What is needed:
Which lines have the string "CalcularResponse"? Copy all of them from the entries below.
[[ Excerpted records, beginning ]]
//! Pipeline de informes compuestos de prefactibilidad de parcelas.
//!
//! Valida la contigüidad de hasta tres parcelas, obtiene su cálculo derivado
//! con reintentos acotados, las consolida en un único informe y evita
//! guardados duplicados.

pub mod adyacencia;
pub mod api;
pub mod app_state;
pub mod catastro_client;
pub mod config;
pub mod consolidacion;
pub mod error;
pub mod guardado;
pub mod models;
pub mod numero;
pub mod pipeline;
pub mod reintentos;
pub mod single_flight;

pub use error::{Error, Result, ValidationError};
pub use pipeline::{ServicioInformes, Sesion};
[[ Excerpted records, end ]]
[[ Excerpted records, beginning ]]
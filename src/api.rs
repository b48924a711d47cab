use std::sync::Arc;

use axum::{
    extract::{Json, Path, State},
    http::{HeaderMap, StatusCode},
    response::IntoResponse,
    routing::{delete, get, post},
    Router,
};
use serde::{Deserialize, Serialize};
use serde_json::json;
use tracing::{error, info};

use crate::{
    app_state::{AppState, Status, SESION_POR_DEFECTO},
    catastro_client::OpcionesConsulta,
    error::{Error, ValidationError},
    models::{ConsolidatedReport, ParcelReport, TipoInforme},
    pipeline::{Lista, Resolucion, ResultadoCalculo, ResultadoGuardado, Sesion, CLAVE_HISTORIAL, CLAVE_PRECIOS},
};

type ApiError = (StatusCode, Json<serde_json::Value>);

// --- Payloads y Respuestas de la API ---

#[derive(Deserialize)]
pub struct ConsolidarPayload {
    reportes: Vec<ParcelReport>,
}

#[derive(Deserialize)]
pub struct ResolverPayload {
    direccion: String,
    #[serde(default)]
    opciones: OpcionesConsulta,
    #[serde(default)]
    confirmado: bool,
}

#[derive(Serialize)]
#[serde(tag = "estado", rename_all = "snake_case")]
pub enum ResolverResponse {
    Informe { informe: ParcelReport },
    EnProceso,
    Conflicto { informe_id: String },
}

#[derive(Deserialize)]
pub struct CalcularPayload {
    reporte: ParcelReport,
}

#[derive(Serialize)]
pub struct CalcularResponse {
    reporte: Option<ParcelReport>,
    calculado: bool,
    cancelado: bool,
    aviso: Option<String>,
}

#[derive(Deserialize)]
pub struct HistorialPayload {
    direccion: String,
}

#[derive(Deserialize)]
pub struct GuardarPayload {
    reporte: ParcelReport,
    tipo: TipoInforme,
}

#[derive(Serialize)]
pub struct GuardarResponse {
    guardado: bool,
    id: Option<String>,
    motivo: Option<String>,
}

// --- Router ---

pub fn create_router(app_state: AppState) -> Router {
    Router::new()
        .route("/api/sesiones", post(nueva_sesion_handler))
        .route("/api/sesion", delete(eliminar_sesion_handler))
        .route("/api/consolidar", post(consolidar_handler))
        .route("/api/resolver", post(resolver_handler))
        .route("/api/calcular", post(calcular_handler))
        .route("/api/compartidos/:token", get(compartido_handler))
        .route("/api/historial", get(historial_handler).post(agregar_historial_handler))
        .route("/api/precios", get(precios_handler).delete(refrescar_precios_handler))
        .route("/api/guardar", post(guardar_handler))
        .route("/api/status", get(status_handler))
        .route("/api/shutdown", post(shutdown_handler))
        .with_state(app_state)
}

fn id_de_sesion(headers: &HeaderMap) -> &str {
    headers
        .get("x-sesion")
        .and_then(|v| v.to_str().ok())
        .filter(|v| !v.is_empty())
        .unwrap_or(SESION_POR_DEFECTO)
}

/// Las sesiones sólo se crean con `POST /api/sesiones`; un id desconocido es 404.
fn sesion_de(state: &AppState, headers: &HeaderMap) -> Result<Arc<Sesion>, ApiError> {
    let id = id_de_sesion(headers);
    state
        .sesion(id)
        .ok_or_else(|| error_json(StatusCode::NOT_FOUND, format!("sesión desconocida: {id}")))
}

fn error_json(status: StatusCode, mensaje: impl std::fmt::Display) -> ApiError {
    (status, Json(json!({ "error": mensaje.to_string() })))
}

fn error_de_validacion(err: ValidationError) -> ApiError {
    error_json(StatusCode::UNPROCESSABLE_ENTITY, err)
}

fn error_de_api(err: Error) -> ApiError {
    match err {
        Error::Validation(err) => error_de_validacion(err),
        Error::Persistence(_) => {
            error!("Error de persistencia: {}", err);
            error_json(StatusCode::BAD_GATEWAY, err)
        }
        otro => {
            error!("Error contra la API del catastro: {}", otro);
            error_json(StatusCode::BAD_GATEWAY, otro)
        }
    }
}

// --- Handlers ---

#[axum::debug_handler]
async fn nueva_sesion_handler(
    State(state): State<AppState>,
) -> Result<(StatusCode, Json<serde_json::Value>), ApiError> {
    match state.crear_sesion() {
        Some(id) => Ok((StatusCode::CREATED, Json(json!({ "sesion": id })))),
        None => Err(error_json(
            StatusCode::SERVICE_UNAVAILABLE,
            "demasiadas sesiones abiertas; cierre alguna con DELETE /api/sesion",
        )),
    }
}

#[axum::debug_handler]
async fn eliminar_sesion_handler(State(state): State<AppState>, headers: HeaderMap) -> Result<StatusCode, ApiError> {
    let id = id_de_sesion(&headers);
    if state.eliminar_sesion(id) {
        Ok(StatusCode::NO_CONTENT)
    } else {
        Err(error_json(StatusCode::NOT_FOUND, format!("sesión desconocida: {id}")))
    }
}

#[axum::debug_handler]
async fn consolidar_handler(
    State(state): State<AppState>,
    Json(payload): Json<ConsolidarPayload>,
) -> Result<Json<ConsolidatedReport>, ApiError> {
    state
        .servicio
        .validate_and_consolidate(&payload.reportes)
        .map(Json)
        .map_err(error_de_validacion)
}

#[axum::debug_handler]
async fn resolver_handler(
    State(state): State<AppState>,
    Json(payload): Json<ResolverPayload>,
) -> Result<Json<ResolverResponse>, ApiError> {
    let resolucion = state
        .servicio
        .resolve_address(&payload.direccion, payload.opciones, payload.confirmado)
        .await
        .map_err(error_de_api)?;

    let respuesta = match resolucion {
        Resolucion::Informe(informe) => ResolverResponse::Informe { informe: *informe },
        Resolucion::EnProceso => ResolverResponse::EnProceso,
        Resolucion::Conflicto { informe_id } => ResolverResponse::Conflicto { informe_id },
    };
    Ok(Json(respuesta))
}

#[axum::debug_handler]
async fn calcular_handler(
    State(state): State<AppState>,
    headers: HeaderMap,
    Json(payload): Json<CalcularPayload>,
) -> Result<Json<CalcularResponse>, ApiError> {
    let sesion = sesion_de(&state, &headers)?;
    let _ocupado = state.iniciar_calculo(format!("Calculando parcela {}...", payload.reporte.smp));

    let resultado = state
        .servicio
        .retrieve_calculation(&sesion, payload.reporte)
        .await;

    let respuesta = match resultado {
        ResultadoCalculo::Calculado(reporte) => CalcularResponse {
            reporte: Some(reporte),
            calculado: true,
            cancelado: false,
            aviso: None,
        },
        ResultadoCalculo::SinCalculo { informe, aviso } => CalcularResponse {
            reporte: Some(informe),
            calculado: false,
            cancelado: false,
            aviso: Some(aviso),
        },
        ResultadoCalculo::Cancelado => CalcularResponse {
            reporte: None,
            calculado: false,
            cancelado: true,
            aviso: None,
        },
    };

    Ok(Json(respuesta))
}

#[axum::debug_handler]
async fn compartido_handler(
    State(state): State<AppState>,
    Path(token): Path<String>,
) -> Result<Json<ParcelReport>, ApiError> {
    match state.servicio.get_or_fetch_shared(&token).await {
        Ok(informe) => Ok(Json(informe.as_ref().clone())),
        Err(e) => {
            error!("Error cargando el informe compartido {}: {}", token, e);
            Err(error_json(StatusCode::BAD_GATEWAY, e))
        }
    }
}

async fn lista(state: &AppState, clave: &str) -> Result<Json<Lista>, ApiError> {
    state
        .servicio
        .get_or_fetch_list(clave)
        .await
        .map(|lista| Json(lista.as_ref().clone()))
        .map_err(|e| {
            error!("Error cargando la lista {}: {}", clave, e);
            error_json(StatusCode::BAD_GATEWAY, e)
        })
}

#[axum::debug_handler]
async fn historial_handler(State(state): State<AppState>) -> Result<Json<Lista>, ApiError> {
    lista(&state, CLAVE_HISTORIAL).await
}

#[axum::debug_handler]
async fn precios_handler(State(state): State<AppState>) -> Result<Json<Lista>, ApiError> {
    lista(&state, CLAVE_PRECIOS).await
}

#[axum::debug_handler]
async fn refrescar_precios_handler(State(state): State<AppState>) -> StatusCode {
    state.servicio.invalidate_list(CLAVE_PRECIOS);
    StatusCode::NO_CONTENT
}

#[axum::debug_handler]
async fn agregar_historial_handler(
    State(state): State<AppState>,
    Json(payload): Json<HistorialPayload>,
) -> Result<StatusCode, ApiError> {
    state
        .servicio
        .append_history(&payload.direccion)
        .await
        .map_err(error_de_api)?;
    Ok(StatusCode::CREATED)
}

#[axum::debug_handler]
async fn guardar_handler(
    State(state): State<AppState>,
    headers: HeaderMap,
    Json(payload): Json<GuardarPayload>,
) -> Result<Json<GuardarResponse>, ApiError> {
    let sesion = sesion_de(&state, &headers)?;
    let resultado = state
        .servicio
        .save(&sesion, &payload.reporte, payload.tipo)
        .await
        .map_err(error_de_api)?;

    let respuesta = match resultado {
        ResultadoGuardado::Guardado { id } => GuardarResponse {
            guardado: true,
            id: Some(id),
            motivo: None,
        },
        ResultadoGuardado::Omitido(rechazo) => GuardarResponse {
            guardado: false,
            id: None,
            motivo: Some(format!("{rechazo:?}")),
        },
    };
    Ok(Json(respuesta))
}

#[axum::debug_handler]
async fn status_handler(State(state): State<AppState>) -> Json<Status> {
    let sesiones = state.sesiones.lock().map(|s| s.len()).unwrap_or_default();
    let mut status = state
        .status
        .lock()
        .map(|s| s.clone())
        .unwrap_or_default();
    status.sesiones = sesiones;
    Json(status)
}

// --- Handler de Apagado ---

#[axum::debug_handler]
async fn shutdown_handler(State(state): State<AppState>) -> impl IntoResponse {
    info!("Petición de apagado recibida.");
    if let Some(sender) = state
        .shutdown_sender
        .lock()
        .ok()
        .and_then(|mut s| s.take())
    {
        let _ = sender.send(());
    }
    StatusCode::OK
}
[[ Excerpted records, end ]]
Result:
pub struct CalcularResponse {
) -> Result<Json<CalcularResponse>, ApiError> {
        ResultadoCalculo::Calculado(reporte) => CalcularResponse {
        ResultadoCalculo::SinCalculo { informe, aviso } => CalcularResponse {
        ResultadoCalculo::Cancelado => CalcularResponse {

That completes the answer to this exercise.